╔══
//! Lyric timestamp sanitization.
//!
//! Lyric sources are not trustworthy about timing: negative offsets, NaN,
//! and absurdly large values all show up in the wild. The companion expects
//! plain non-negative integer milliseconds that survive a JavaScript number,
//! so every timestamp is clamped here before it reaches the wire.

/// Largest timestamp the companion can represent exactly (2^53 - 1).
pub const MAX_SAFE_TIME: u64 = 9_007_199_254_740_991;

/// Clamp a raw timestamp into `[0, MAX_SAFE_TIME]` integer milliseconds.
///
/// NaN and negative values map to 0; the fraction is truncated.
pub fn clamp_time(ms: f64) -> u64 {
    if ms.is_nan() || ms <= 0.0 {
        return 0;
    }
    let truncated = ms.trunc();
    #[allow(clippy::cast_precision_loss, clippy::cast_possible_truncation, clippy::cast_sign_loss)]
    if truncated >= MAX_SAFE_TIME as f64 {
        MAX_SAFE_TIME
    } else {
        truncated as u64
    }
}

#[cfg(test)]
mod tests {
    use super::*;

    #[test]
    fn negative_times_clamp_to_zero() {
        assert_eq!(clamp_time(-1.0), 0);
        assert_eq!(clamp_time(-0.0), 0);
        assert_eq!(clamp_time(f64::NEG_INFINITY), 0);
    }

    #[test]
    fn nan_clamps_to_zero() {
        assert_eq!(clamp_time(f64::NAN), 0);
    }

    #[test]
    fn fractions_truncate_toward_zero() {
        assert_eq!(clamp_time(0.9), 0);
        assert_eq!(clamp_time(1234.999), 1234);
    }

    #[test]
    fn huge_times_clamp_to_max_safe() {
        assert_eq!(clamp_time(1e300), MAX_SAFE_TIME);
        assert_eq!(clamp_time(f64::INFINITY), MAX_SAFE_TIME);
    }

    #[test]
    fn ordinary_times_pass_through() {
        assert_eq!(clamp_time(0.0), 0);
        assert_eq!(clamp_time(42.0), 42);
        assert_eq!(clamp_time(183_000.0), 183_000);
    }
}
╚══
*Your task*.
For each line in the records that contains the word "values", make a copy.

*Result*.
//! and absurdly large values all show up in the wild. The companion expects
/// NaN and negative values map to 0; the fraction is truncated.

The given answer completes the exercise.